══ DATA TO EXAMINE ══

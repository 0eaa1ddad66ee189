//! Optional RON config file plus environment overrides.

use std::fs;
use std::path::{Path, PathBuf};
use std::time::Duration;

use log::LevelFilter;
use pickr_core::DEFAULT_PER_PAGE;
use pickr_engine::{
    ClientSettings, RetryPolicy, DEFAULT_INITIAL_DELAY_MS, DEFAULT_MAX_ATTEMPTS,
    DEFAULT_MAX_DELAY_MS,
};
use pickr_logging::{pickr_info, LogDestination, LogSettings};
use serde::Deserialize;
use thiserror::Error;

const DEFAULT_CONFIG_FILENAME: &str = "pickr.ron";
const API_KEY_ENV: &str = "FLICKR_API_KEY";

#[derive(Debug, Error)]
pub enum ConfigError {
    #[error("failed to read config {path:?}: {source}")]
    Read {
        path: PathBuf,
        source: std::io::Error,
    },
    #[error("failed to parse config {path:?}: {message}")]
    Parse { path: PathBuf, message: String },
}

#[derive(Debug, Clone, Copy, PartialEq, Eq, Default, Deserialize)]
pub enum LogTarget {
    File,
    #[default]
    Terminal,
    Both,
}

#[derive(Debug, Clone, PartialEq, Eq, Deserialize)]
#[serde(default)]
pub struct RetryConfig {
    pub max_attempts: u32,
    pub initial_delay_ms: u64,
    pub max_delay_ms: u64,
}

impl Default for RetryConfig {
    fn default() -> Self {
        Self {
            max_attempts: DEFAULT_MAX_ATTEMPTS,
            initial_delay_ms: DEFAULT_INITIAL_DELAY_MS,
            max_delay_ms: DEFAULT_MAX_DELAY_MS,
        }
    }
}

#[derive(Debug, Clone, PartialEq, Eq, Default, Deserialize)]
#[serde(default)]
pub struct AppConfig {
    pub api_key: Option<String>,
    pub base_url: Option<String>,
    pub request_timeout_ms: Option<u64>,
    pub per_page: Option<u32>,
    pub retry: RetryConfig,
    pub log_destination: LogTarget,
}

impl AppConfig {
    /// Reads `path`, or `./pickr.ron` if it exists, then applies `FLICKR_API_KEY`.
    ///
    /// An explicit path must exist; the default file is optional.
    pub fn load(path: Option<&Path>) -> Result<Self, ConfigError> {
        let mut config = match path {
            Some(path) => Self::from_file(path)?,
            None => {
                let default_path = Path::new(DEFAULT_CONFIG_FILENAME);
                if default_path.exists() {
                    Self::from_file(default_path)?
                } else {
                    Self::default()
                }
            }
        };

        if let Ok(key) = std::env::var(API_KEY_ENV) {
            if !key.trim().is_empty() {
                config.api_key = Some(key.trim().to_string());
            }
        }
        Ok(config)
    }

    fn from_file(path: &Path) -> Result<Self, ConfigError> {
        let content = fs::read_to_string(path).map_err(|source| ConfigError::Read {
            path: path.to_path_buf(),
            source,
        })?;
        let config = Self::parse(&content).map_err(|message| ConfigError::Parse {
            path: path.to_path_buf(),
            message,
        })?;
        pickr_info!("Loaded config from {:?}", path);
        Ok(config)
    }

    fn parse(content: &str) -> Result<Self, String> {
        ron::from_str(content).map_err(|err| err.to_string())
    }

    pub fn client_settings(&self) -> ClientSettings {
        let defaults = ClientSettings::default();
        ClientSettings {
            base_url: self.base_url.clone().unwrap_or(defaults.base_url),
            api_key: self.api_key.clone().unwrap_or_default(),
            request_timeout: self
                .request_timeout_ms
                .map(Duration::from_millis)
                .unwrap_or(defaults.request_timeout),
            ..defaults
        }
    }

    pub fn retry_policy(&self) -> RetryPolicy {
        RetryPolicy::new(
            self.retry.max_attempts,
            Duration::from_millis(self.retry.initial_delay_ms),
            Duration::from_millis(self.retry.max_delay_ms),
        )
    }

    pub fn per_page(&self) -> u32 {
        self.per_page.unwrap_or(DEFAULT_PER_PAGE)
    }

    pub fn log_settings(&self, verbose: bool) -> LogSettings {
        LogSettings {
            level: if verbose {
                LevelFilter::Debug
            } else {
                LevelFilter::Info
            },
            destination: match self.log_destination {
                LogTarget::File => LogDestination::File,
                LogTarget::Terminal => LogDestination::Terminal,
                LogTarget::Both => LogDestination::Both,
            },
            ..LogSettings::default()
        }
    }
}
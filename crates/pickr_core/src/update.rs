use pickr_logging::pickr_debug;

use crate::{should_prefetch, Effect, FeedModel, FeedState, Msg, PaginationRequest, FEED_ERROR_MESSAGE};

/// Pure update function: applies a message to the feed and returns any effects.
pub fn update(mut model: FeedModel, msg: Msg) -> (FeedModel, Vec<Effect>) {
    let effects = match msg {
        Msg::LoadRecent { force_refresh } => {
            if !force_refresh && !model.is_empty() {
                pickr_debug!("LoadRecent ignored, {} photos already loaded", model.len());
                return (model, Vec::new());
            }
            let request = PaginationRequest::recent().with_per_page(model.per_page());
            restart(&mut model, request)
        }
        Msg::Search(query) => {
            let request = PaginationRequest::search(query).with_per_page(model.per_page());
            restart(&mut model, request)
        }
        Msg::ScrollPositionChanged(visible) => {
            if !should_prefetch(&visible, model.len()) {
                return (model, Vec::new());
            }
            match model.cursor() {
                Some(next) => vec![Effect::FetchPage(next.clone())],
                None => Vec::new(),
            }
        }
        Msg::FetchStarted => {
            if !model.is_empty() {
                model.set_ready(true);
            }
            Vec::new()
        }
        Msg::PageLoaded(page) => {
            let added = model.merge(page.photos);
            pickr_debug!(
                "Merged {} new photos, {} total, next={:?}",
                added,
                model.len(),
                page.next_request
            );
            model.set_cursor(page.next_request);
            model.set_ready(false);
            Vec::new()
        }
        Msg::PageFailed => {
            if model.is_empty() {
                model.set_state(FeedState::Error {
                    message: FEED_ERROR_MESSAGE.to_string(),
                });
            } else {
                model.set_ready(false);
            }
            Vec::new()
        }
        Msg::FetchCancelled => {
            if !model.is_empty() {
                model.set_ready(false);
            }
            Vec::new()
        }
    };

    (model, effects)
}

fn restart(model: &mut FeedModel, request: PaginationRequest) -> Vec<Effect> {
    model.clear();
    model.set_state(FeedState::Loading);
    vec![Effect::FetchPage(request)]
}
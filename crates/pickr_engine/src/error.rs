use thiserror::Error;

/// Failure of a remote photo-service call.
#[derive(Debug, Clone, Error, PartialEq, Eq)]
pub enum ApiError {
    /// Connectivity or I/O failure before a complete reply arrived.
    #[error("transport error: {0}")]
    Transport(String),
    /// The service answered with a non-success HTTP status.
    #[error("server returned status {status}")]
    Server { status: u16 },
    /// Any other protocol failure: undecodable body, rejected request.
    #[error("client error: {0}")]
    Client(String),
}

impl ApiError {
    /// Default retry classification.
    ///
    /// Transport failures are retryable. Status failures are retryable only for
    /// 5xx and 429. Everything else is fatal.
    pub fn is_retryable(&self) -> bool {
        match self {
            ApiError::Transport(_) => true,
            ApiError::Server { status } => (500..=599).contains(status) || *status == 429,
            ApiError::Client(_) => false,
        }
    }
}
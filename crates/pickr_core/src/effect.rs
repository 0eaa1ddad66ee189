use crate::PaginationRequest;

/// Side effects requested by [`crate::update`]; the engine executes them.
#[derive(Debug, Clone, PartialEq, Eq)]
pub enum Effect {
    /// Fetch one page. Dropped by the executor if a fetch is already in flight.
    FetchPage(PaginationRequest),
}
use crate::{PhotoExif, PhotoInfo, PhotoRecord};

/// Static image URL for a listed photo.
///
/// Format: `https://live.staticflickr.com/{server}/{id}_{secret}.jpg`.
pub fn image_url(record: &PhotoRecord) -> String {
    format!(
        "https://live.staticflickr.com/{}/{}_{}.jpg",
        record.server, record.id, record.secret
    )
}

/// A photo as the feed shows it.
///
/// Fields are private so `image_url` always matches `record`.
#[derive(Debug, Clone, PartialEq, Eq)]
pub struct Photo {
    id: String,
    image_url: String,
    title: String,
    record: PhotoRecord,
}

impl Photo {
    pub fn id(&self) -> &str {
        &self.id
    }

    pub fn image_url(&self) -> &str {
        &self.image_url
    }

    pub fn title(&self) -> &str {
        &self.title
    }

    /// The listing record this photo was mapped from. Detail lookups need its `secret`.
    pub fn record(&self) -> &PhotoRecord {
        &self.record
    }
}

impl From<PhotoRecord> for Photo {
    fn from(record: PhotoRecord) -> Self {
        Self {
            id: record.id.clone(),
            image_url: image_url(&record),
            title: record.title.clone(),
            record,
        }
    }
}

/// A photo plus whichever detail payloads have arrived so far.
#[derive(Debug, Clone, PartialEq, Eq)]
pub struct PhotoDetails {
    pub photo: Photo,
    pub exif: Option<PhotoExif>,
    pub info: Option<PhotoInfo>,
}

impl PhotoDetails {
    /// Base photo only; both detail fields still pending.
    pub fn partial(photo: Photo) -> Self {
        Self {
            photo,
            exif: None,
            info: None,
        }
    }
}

═══

◆ WORK REQUEST
What is needed is an exact repetition of the lines from the first line of the records through the line containing "#[derive(Debug, Error)]", both ends included, and nothing more.

◆ EXERCISE RESPONSE
repository 0eaa1ddad66ee189
//! Optional RON config file plus environment overrides.

use std::fs;
use std::path::{Path, PathBuf};
use std::time::Duration;

use log::LevelFilter;
use pickr_core::DEFAULT_PER_PAGE;
use pickr_engine::{
    ClientSettings, RetryPolicy, DEFAULT_INITIAL_DELAY_MS, DEFAULT_MAX_ATTEMPTS,
    DEFAULT_MAX_DELAY_MS,
};
use pickr_logging::{pickr_info, LogDestination, LogSettings};
use serde::Deserialize;
use thiserror::Error;

const DEFAULT_CONFIG_FILENAME: &str = "pickr.ron";
const API_KEY_ENV: &str = "FLICKR_API_KEY";

#[derive(Debug, Error)]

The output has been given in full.